Against long odds, Guilin artists seek to find an authentic voice for contemporary China

Sept. 19, 2006

BLOOMINGTON, Ind -- The artists of the Guilin Chinese Painting Academy, who will stage a historic exhibition at the Indiana University Art Museum later this month, are devoted to carrying on the more than 300-year tradition in China of influential Guilin painting.

Bai Xiaojun, "Serene Lake," 2005-06. Ink and color on paper.

Print-Quality Photo

They're also seeking to give life to a contemporary school that merges traditional Chinese painting techniques with Western art styles that didn't emerge in China until the country opened its doors to outside influences in the 1980s.
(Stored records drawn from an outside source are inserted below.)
//! Reelbite command-line client.
//!
//! # Usage
//!
//! ```bash
//! # Browse the feed as a customer
//! reel-client --email meera@example.com --password paneer123 feed
//!
//! # Like a reel, then put it in the cart twice
//! reel-client --email meera@example.com --password paneer123 like <FOOD_ID>
//! reel-client --email meera@example.com --password paneer123 cart add <FOOD_ID> --qty 2
//!
//! # Pay for the cart
//! reel-client checkout --address "12 MG Road" upi --id meera@okaxis
//! ```
//!
//! Sessions are not kept between runs: pass `--email`/`--password` (add
//! `--partner` for a food partner account) on every command that needs one.

use std::path::PathBuf;
use std::process::ExitCode;

use anyhow::{Context, Result};
use clap::{Parser, Subcommand};
use tracing_subscriber::EnvFilter;

use reel_client::api::{ApiClient, Food, NewFood, RegisterPartner, RegisterUser};
use reel_client::cart::{CartItem, CartService};
use reel_client::checkout::place_order;
use reel_client::error::ClientError;
use reel_client::notify::{ConsoleNotifier, FollowUp, Notifier, notify_api_error};
use reel_client::payment::{CardDetails, PaymentMethod, pay};
use reel_client::store::JsonFileCartStore;
use reelbite_domain::id::FoodId;
use reelbite_domain::price::Price;

#[derive(Parser)]
#[command(about = "Browse reels, manage the cart, and place orders")]
struct Args {
    /// Base URL of the auth service
    #[arg(long, env = "REELBITE_AUTH_URL", default_value = "http://localhost:3001")]
    auth_url: String,

    /// Base URL of the food service
    #[arg(long, env = "REELBITE_FOOD_URL", default_value = "http://localhost:3000")]
    food_url: String,

    /// File the cart is kept in
    #[arg(long, env = "REELBITE_CART", default_value = "reelbite-cart.json")]
    cart: PathBuf,

    /// Log in with this email before running the command
    #[arg(long, env = "REELBITE_EMAIL")]
    email: Option<String>,

    #[arg(long, env = "REELBITE_PASSWORD", hide_env_values = true)]
    password: Option<String>,

    /// Log in as a food partner instead of a customer
    #[arg(long)]
    partner: bool,

    #[command(subcommand)]
    command: Command,
}

#[derive(Subcommand)]
enum Command {
    /// Create a customer account
    RegisterUser {
        #[arg(long)]
        full_name: String,
    },
    /// Create a food partner account
    RegisterPartner {
        #[arg(long)]
        name: String,
        #[arg(long)]
        contact_name: String,
        #[arg(long)]
        phone: String,
        #[arg(long)]
        address: String,
    },
    /// List every reel, newest first
    Feed,
    /// Show one reel
    Food { id: FoodId },
    /// Toggle a like
    Like { id: FoodId },
    /// Toggle a save
    Save { id: FoodId },
    /// List saved reels
    Saved,
    /// Show a partner and their reels
    Partner { id: String },
    /// Show the logged-in partner
    Me,
    /// Upload a new reel (partner)
    Upload {
        #[arg(long)]
        name: String,
        #[arg(long, default_value = "")]
        description: String,
        #[arg(long)]
        price: Option<String>,
        #[arg(long)]
        video: PathBuf,
    },
    /// Delete one of your reels (partner)
    Delete { id: FoodId },
    /// Inspect or change the cart
    Cart {
        #[command(subcommand)]
        action: CartAction,
    },
    /// Place an order for the cart and pay for it
    Checkout {
        #[arg(long)]
        address: String,
        #[command(subcommand)]
        method: PayWith,
    },
}

#[derive(Subcommand)]
enum CartAction {
    Show,
    Add {
        id: FoodId,
        #[arg(long, default_value_t = 1)]
        qty: u32,
    },
    Remove {
        id: FoodId,
    },
    Qty {
        id: FoodId,
        qty: u32,
    },
    Clear,
}

#[derive(Subcommand)]
enum PayWith {
    Card {
        #[arg(long)]
        name: String,
        #[arg(long)]
        number: String,
        #[arg(long)]
        expiry: String,
        #[arg(long)]
        cvv: String,
    },
    Upi {
        #[arg(long)]
        id: String,
    },
    Cod,
}

impl From<PayWith> for PaymentMethod {
    fn from(p: PayWith) -> Self {
        match p {
            PayWith::Card {
                name,
                number,
                expiry,
                cvv,
            } => PaymentMethod::Card(CardDetails {
                name,
                number,
                expiry,
                cvv,
            }),
            PayWith::Upi { id } => PaymentMethod::Upi { id },
            PayWith::Cod => PaymentMethod::CashOnDelivery,
        }
    }
}

fn init_tracing() {
    let filter = EnvFilter::try_from_default_env().unwrap_or_else(|_| EnvFilter::new("warn"));
    let _ = tracing_subscriber::fmt()
        .with_env_filter(filter)
        .with_writer(std::io::stderr)
        .try_init();
}

#[tokio::main]
async fn main() -> ExitCode {
    init_tracing();
    let args = Args::parse();
    let notifier = ConsoleNotifier;

    match run(args, &notifier).await {
        Ok(()) => ExitCode::SUCCESS,
        Err(e) => {
            match e.downcast_ref::<ClientError>() {
                Some(api) => {
                    if notify_api_error(&notifier, api) == FollowUp::Login {
                        eprintln!("  hint: pass --email and --password to log in");
                    }
                }
                None => notifier.error(&format!("{e:#}")),
            }
            ExitCode::FAILURE
        }
    }
}

async fn run(args: Args, notifier: &dyn Notifier) -> Result<()> {
    let api = ApiClient::new(&args.auth_url, &args.food_url)?;
    let password = args.password.clone().unwrap_or_default();

    match &args.command {
        Command::RegisterUser { full_name } => {
            let email = args.email.as_deref().context("--email is required")?;
            let session = api
                .register_user(&RegisterUser {
                    full_name,
                    email,
                    password: &password,
                })
                .await?;
            notifier.success(&format!("{} ({})", session.message, session.user.id));
            return Ok(());
        }
        Command::RegisterPartner {
            name,
            contact_name,
            phone,
            address,
        } => {
            let email = args.email.as_deref().context("--email is required")?;
            let session = api
                .register_partner(&RegisterPartner {
                    name,
                    contact_name,
                    phone,
                    email,
                    password: &password,
                    address,
                })
                .await?;
            notifier.success(&format!(
                "{} ({})",
                session.message, session.food_partner.id
            ));
            return Ok(());
        }
        _ => {}
    }

    if let Some(email) = args.email.as_deref() {
        if args.partner {
            api.login_partner(email, &password).await?;
        } else {
            api.login_user(email, &password).await?;
        }
    }

    match args.command {
        Command::RegisterUser { .. } | Command::RegisterPartner { .. } => {}
        Command::Feed => {
            for food in api.list_foods().await? {
                print_food(&food);
            }
        }
        Command::Food { id } => {
            let detail = api.get_food(id).await?;
            print_food(&detail.food);
            if let Some(partner) = detail.partner_name {
                println!("    by {partner}");
            }
        }
        Command::Like { id } => {
            let outcome = api.like(id).await?;
            notifier.success(&format!("{} ({} likes)", outcome.message, outcome.like_count));
        }
        Command::Save { id } => {
            let outcome = api.save(id).await?;
            notifier.success(&format!("{} ({} saves)", outcome.message, outcome.saves_count));
        }
        Command::Saved => {
            for food in api.saved_foods().await? {
                print_food(&food);
            }
        }
        Command::Partner { id } => {
            let profile = api.partner_profile(&id).await?;
            println!("{} · {}", profile.partner.name, profile.partner.address);
            for food in &profile.food_items {
                print_food(food);
            }
        }
        Command::Me => {
            let me = api.partner_me().await?;
            println!("{} <{}>", me.name, me.email);
            println!("  contact: {} {}", me.contact_name, me.phone);
            println!("  address: {}", me.address);
        }
        Command::Upload {
            name,
            description,
            price,
            video,
        } => {
            let food = api
                .create_food(NewFood {
                    name: &name,
                    description: &description,
                    price: price.as_deref(),
                    video: &video,
                })
                .await?;
            notifier.success(&format!("uploaded {} ({})", food.name, food.id));
        }
        Command::Delete { id } => {
            api.delete_food(id).await?;
            notifier.success("food deleted");
        }
        Command::Cart { action } => {
            let mut cart = CartService::open(JsonFileCartStore::new(&args.cart));
            match action {
                CartAction::Show => {}
                CartAction::Add { id, qty } => {
                    let detail = api.get_food(id).await?;
                    cart.add(cart_item(id, &detail.food)?, qty)?;
                }
                CartAction::Remove { id } => cart.remove(id)?,
                CartAction::Qty { id, qty } => cart.set_qty(id, qty)?,
                CartAction::Clear => cart.clear()?,
            }
            print_cart(&cart);
        }
        Command::Checkout { address, method } => {
            let mut cart = CartService::open(JsonFileCartStore::new(&args.cart));
            let order = place_order(&cart, &address)?;
            let receipt = pay(&mut cart, &order, &method.into())?;
            notifier.success(&format!(
                "order {} paid by {}: ₹ {:.2}",
                receipt.order_id, receipt.method, receipt.amount
            ));
        }
    }
    Ok(())
}

fn cart_item(id: FoodId, food: &Food) -> Result<CartItem> {
    Ok(CartItem {
        item_id: id,
        title: if food.name.is_empty() {
            "Food item".to_owned()
        } else {
            food.name.clone()
        },
        price: Price::new(food.price).context("service returned an invalid price")?,
        vendor_id: Some(food.food_partner_id.clone()),
        image: None,
        qty: 1,
    })
}

fn print_food(food: &Food) {
    println!(
        "{}  {}  ₹ {:.2}  ♥ {}  ★ {}",
        food.id, food.name, food.price, food.like_count, food.saves_count
    );
}

fn print_cart(cart: &CartService<JsonFileCartStore>) {
    if cart.is_empty() {
        println!("cart is empty");
        return;
    }
    for item in cart.items() {
        println!(
            "{:>2} × {}  ₹ {:.2}  ({})",
            item.qty,
            item.title,
            item.line_total(),
            item.item_id
        );
    }
    let totals = cart.totals();
    println!("subtotal  ₹ {:.2}", totals.subtotal);
    if totals.shipping == 0.0 {
        println!("shipping  free");
    } else {
        println!("shipping  ₹ {:.2}", totals.shipping);
    }
    println!("total     ₹ {:.2}", totals.total);
}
Their quest to discover an authentic voice for a contemporary China will be on display in Conspiring with Tradition: Contemporary Painting from the Guilin Chinese Painting Academy. The IU Art Museum will be the exclusive museum venue for the exhibition, which will run from Sept. 30 to Dec. 17.

Funded by a grant from IU's New Frontiers in the Arts and Humanities Program, the exhibition will feature 60 large-scale contemporary Chinese paintings by 13 different artists from the Guilin Academy. The paintings will be showcased in the museum's Special Exhibitions Gallery.

Although a few of the artists at the Guilin Academy have exhibited in small galleries in the United States, this will be the first time that they have exhibited together or in such a large group.

The self-selected artists of the Guilin Academy explore the human condition and a rapidly changing China through a fusion of Chinese painting techniques and ideas of Western self-expression, said Judy Stubbs, the Pamela Buell Curator of Asian Art and the coordinating curator of Conspiring with Tradition. Their work includes silk scroll, traditional ink and calligraphic paintings.

"While many of these paintings are lovely to look at, it is wise to remember that at one time, not so long past, art of this nature would have been seen as subversive and even dangerous," she said.

Xu Fang, "Chinese Wisteria," 2005-06. Ink and color on paper.

Print-Quality Photo

For about 30 years -- from the founding of Communist China in 1949 to the "opening" of the country in 1979 -- Chinese artists were limited in what art they could view and create. Landscapes, birds, flowers and portraits were viewed with suspicion by the government, and paintings affiliated with the country's imperial past were labeled as corrupt, Stubbs said. Those artists who did not realign their talents to serve the state were denounced and sent, along with other intellectuals, to agricultural villages to be re-educated through physical labor.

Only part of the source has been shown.